I know you're probably upset with me. I'm not sorry for what I did. I was hurting. Bad. I am sorry about putting everything into past tense but I'm going to be gone by the time you read this.

After my dad died and my mom abandoned me I turned to drugs to cope. Yes, I became a drug addict. It got really bad and after I found out Mal had been cheating on me I started to plan on how to stop the pain.

The drug weren't helping anymore so I did the thing that would end my pain forever.

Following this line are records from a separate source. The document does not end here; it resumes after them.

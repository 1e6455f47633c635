//! Address list criteria for transaction and log entry filters.

use crate::error::ExecutionError;
use crate::state::RunState;
use crate::value::Value;

/// Which addresses a filter accepts.
#[derive(Debug, Clone, PartialEq, Eq)]
pub enum AddressListSpecification {
    /// Every address, including none (contract creations).
    Any,
    Addresses(Vec<String>),
    /// A variable holding one address or a list of addresses.
    Variable(String),
}

impl AddressListSpecification {
    pub fn of_addresses<I, S>(addresses: I) -> Self
    where
        I: IntoIterator<Item = S>,
        S: Into<String>,
    {
        Self::Addresses(addresses.into_iter().map(Into::into).collect())
    }

    /// Case-insensitive membership test. `None` only matches [`Self::Any`].
    pub fn matches(&self, state: &RunState, address: Option<&str>) -> Result<bool, ExecutionError> {
        let address = match (self, address) {
            (Self::Any, _) => return Ok(true),
            (_, None) => return Ok(false),
            (_, Some(address)) => address,
        };
        match self {
            Self::Addresses(list) => Ok(list.iter().any(|a| a.eq_ignore_ascii_case(address))),
            Self::Variable(name) => {
                let value = state
                    .variable(name)
                    .ok_or_else(|| ExecutionError::UnknownVariable(name.clone()))?;
                match value {
                    Value::List(items) => {
                        for item in items {
                            if item.as_text()?.eq_ignore_ascii_case(address) {
                                return Ok(true);
                            }
                        }
                        Ok(false)
                    }
                    other => Ok(other.as_text()?.eq_ignore_ascii_case(address)),
                }
            }
            Self::Any => Ok(true),
        }
    }
}

#[cfg(test)]
mod tests {
    use super::*;
    use crate::config::RunConfig;

    #[test]
    fn literal_list_is_case_insensitive() {
        let state = RunState::new(RunConfig::default());
        let spec = AddressListSpecification::of_addresses(["0xABC"]);
        assert!(spec.matches(&state, Some("0xabc")).unwrap());
        assert!(!spec.matches(&state, Some("0xdef")).unwrap());
        assert!(!spec.matches(&state, None).unwrap());
        assert!(AddressListSpecification::Any.matches(&state, None).unwrap());
    }

    #[test]
    fn variable_holding_list() {
        let mut state = RunState::new(RunConfig::default());
        let spec = AddressListSpecification::Variable("watched".into());
        assert!(spec.matches(&state, Some("0x1")).is_err());

        state.set_variable(
            "watched",
            Value::List(vec![Value::Address("0xAA".into()), Value::Address("0xbb".into())]),
        );
        assert!(spec.matches(&state, Some("0xBB")).unwrap());
        state.set_variable("watched", Value::Int(3));
        assert!(spec.matches(&state, Some("0xBB")).is_err());
    }
}
use crate::accessor::ValueAccessor;
use crate::error::{BuildError, BuildErrorKind};
use crate::value::Value;

use super::{Comparator, Predicate};

/// An entry of the builder's operand stack.
#[derive(Debug, Clone, PartialEq, Eq)]
pub enum Operand {
    Value(ValueAccessor),
    Predicate(Predicate),
}

impl Operand {
    /// Turn the operand into a predicate, wrapping a bare accessor as a
    /// boolean accessor. Literals that are not booleans are rejected.
    fn into_predicate(self) -> Result<Predicate, BuildError> {
        match self {
            Operand::Predicate(p) => Ok(p),
            Operand::Value(ValueAccessor::Literal(value)) if !matches!(value, Value::Bool(_)) => {
                Err(BuildErrorKind::RequiresPredicate.into())
            }
            Operand::Value(accessor) => Ok(Predicate::BooleanAccessor(accessor)),
        }
    }
}

/// Assembles a [`Predicate`] bottom-up from exit events of a boolean
/// expression.
///
/// Operands are pushed as they are seen; each exit event reduces the top of
/// the stack. Any failure clears the stack so the builder can be reused.
#[derive(Debug, Default)]
pub struct PredicateBuilder {
    operands: Vec<Operand>,
}

impl PredicateBuilder {
    pub fn new() -> Self {
        Self::default()
    }

    pub fn len(&self) -> usize {
        self.operands.len()
    }

    pub fn is_empty(&self) -> bool {
        self.operands.is_empty()
    }

    pub fn push_value(&mut self, accessor: ValueAccessor) {
        self.operands.push(Operand::Value(accessor));
    }

    /// Reduce the two topmost operands into a comparison. The operand pushed
    /// first is the left-hand side.
    pub fn exit_comparison(&mut self, op: Comparator) -> Result<(), BuildError> {
        let result = self.pop_pair().and_then(|(left, right)| match (left, right) {
            (Operand::Value(left), Operand::Value(right)) => Ok(Predicate::compare(op, left, right)),
            _ => Err(BuildErrorKind::CanOnlyCompareValues.into()),
        });
        self.reduce(result)
    }

    pub fn exit_and(&mut self) -> Result<(), BuildError> {
        let result = self.pop_predicates().map(|(left, right)| left.and(right));
        self.reduce(result)
    }

    pub fn exit_or(&mut self) -> Result<(), BuildError> {
        let result = self.pop_predicates().map(|(left, right)| left.or(right));
        self.reduce(result)
    }

    pub fn exit_not(&mut self) -> Result<(), BuildError> {
        let result = self
            .pop()
            .and_then(Operand::into_predicate)
            .map(Predicate::negate);
        self.reduce(result)
    }

    /// Take the finished predicate. Exactly one operand must remain.
    pub fn finish(&mut self) -> Result<Predicate, BuildError> {
        if self.operands.len() != 1 {
            tracing::debug!(operands = self.operands.len(), "Unbalanced boolean expression");
            self.operands.clear();
            return Err(BuildErrorKind::BooleanExpressionTree.into());
        }
        let result = self.pop().and_then(Operand::into_predicate);
        if result.is_err() {
            self.operands.clear();
        }
        result
    }

    fn pop(&mut self) -> Result<Operand, BuildError> {
        self.operands
            .pop()
            .ok_or_else(|| BuildErrorKind::BooleanExpressionTree.into())
    }

    fn pop_pair(&mut self) -> Result<(Operand, Operand), BuildError> {
        let right = self.pop()?;
        let left = self.pop()?;
        Ok((left, right))
    }

    fn pop_predicates(&mut self) -> Result<(Predicate, Predicate), BuildError> {
        let (left, right) = self.pop_pair()?;
        Ok((left.into_predicate()?, right.into_predicate()?))
    }

    fn reduce(&mut self, result: Result<Predicate, BuildError>) -> Result<(), BuildError> {
        match result {
            Ok(predicate) => {
                self.operands.push(Operand::Predicate(predicate));
                Ok(())
            }
            Err(err) => {
                self.operands.clear();
                Err(err)
            }
        }
    }
}
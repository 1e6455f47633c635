//! Chain data model and the data-source boundary.
//!
//! The interpreter never talks to a node directly. It goes through a
//! [`ChainSource`], which the `chainql-evm` crate implements over JSON-RPC and
//! tests implement in memory. Retries and backoff belong to the source.

use std::sync::Arc;

use async_trait::async_trait;
use serde::{Deserialize, Serialize};
use thiserror::Error;

// ─── Data model ───────────────────────────────────────────────────────────────

/// A block with its transactions (and their logs) attached.
#[derive(Debug, Clone, Default, PartialEq, Eq, Serialize, Deserialize)]
pub struct Block {
    pub number: u64,
    /// Block hash (`0x…`).
    pub hash: String,
    pub parent_hash: String,
    /// Unix timestamp (seconds).
    pub timestamp: i64,
    pub miner: String,
    pub gas_used: u128,
    pub gas_limit: u128,
    pub transactions: Vec<Arc<Transaction>>,
}

/// A transaction together with the log entries it emitted.
#[derive(Debug, Clone, Default, PartialEq, Eq, Serialize, Deserialize)]
pub struct Transaction {
    pub hash: String,
    pub block_number: u64,
    pub transaction_index: u64,
    pub from: String,
    /// `None` for contract creations.
    pub to: Option<String>,
    /// Transferred value in wei, as a decimal string.
    pub value: String,
    pub gas: u128,
    pub gas_price: u128,
    pub nonce: u64,
    /// Calldata (`0x…`).
    pub input: String,
    pub logs: Vec<Arc<LogEntry>>,
}

/// A single EVM log entry.
#[derive(Debug, Clone, Default, PartialEq, Eq, Serialize, Deserialize)]
pub struct LogEntry {
    /// Emitting contract address.
    pub address: String,
    /// `topics[0]` is the event signature hash for non-anonymous events.
    pub topics: Vec<String>,
    /// Non-indexed parameters, ABI-encoded.
    pub data: Vec<u8>,
    pub block_number: u64,
    pub transaction_hash: String,
    pub transaction_index: u64,
    pub log_index: u64,
    pub removed: bool,
}

// ─── Errors ───────────────────────────────────────────────────────────────────

/// Errors surfaced by a chain data source.
#[derive(Debug, Error)]
pub enum ChainError {
    #[error("RPC error: {0}")]
    Rpc(String),

    #[error("block {0} not found")]
    BlockNotFound(u64),

    #[error("contract call to {contract} failed: {reason}")]
    CallFailed { contract: String, reason: String },

    #[error("not connected to a chain")]
    NotConnected,

    #[error("invalid response: {0}")]
    InvalidResponse(String),
}

// ─── Collaborator traits ──────────────────────────────────────────────────────

/// Read access to a blockchain.
#[async_trait]
pub trait ChainSource: Send + Sync {
    /// Current chain head.
    async fn block_number(&self) -> Result<u64, ChainError>;

    /// Fetch a block with transactions and logs. `Ok(None)` if it does not
    /// exist yet.
    async fn block(&self, number: u64) -> Result<Option<Block>, ChainError>;

    /// Execute a read-only call (`eth_call`) and return the raw return data.
    /// `block` pins the call to a block; `None` means latest.
    async fn call(
        &self,
        contract: &str,
        calldata: Vec<u8>,
        block: Option<u64>,
    ) -> Result<Vec<u8>, ChainError>;
}

/// Opens a [`ChainSource`] for a `SET CONNECTION` directive.
#[async_trait]
pub trait ChainConnector: Send + Sync {
    async fn connect(&self, url: &str) -> Result<Arc<dyn ChainSource>, ChainError>;
}

#[cfg(test)]
mod tests {
    use super::*;

    #[test]
    fn block_serde_roundtrip() {
        let block = Block {
            number: 7,
            hash: "0xabc".into(),
            transactions: vec![Arc::new(Transaction {
                hash: "0x01".into(),
                to: None,
                ..Default::default()
            })],
            ..Default::default()
        };
        let json = serde_json::to_string(&block).unwrap();
        let back: Block = serde_json::from_str(&json).unwrap();
        assert_eq!(back, block);
    }
}
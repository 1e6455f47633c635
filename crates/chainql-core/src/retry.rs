//! Exponential backoff retry policy.
//!
//! Shared by the HTTP writer and the JSON-RPC chain source.

use std::time::Duration;

use serde::{Deserialize, Serialize};

/// Configuration for the retry policy.
#[derive(Debug, Clone, PartialEq, Serialize, Deserialize)]
pub struct RetryConfig {
    /// Maximum number of retry attempts (not counting the first try).
    #[serde(default = "default_max_retries")]
    pub max_retries: u32,
    /// Initial backoff delay in milliseconds.
    #[serde(default = "default_initial_backoff_ms")]
    pub initial_backoff_ms: u64,
    /// Cap on the backoff delay in milliseconds.
    #[serde(default = "default_max_backoff_ms")]
    pub max_backoff_ms: u64,
    /// Multiplier applied to the backoff on each retry.
    #[serde(default = "default_multiplier")]
    pub multiplier: f64,
}

fn default_max_retries() -> u32 { 3 }
fn default_initial_backoff_ms() -> u64 { 100 }
fn default_max_backoff_ms() -> u64 { 10_000 }
fn default_multiplier() -> f64 { 2.0 }

impl Default for RetryConfig {
    fn default() -> Self {
        Self {
            max_retries: default_max_retries(),
            initial_backoff_ms: default_initial_backoff_ms(),
            max_backoff_ms: default_max_backoff_ms(),
            multiplier: default_multiplier(),
        }
    }
}

impl RetryConfig {
    /// A policy that never retries.
    pub fn none() -> Self {
        Self {
            max_retries: 0,
            ..Default::default()
        }
    }
}

/// Stateless retry policy: computes the next delay given the attempt number.
#[derive(Debug, Clone)]
pub struct RetryPolicy {
    pub config: RetryConfig,
}

impl RetryPolicy {
    pub fn new(config: RetryConfig) -> Self {
        Self { config }
    }

    /// Returns the delay before the `attempt`-th retry (1-based).
    /// Returns `None` if `attempt` exceeds `max_retries`.
    pub fn next_delay(&self, attempt: u32) -> Option<Duration> {
        if attempt == 0 || attempt > self.config.max_retries {
            return None;
        }
        let base_ms = self.config.initial_backoff_ms as f64
            * self.config.multiplier.powi((attempt - 1) as i32);
        let capped = base_ms.min(self.config.max_backoff_ms as f64);
        Some(Duration::from_millis(capped as u64))
    }
}

#[cfg(test)]
mod tests {
    use super::*;

    #[test]
    fn exponential_delays() {
        let policy = RetryPolicy::new(RetryConfig {
            max_retries: 3,
            initial_backoff_ms: 100,
            max_backoff_ms: 30_000,
            multiplier: 2.0,
        });
        assert_eq!(policy.next_delay(1), Some(Duration::from_millis(100)));
        assert_eq!(policy.next_delay(2), Some(Duration::from_millis(200)));
        assert_eq!(policy.next_delay(3), Some(Duration::from_millis(400)));
        assert!(policy.next_delay(4).is_none());
    }

    #[test]
    fn delay_capped_at_max() {
        let policy = RetryPolicy::new(RetryConfig {
            max_retries: 10,
            initial_backoff_ms: 100,
            max_backoff_ms: 500,
            multiplier: 10.0,
        });
        assert_eq!(policy.next_delay(5), Some(Duration::from_millis(500)));
    }

    #[test]
    fn none_never_retries() {
        assert!(RetryPolicy::new(RetryConfig::none()).next_delay(1).is_none());
    }
}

Now I'm getting so spend eternity with my dad. I'll see you in the afterlife I love you, mom.

-Lucia

***

I clutch the note and I finish reading it. Lucia won't be at my retirement game anymore. She won't play her music insanely loud in the shower. She will never jump on my bed and wake me and Tobin up for Christmas at almost 30.

I cry harder into my pillow and think about how I am so hungry but if I walk downstairs I'm going to think about all the nights me and her watched movies and passed out cuddling. All the times she would try one of my vegan foods and spit it out being all dramatic. I just can't bare to go anywhere in the house anymore.

I pushed Tobin away and threw a lamp at her once but she's still here. I need to apologize but I can't even speak currently from all the constant crying. My once tan skin is now pale. My body was once healthy and muscular now I'm slim and dangerously skinny.

I just miss her.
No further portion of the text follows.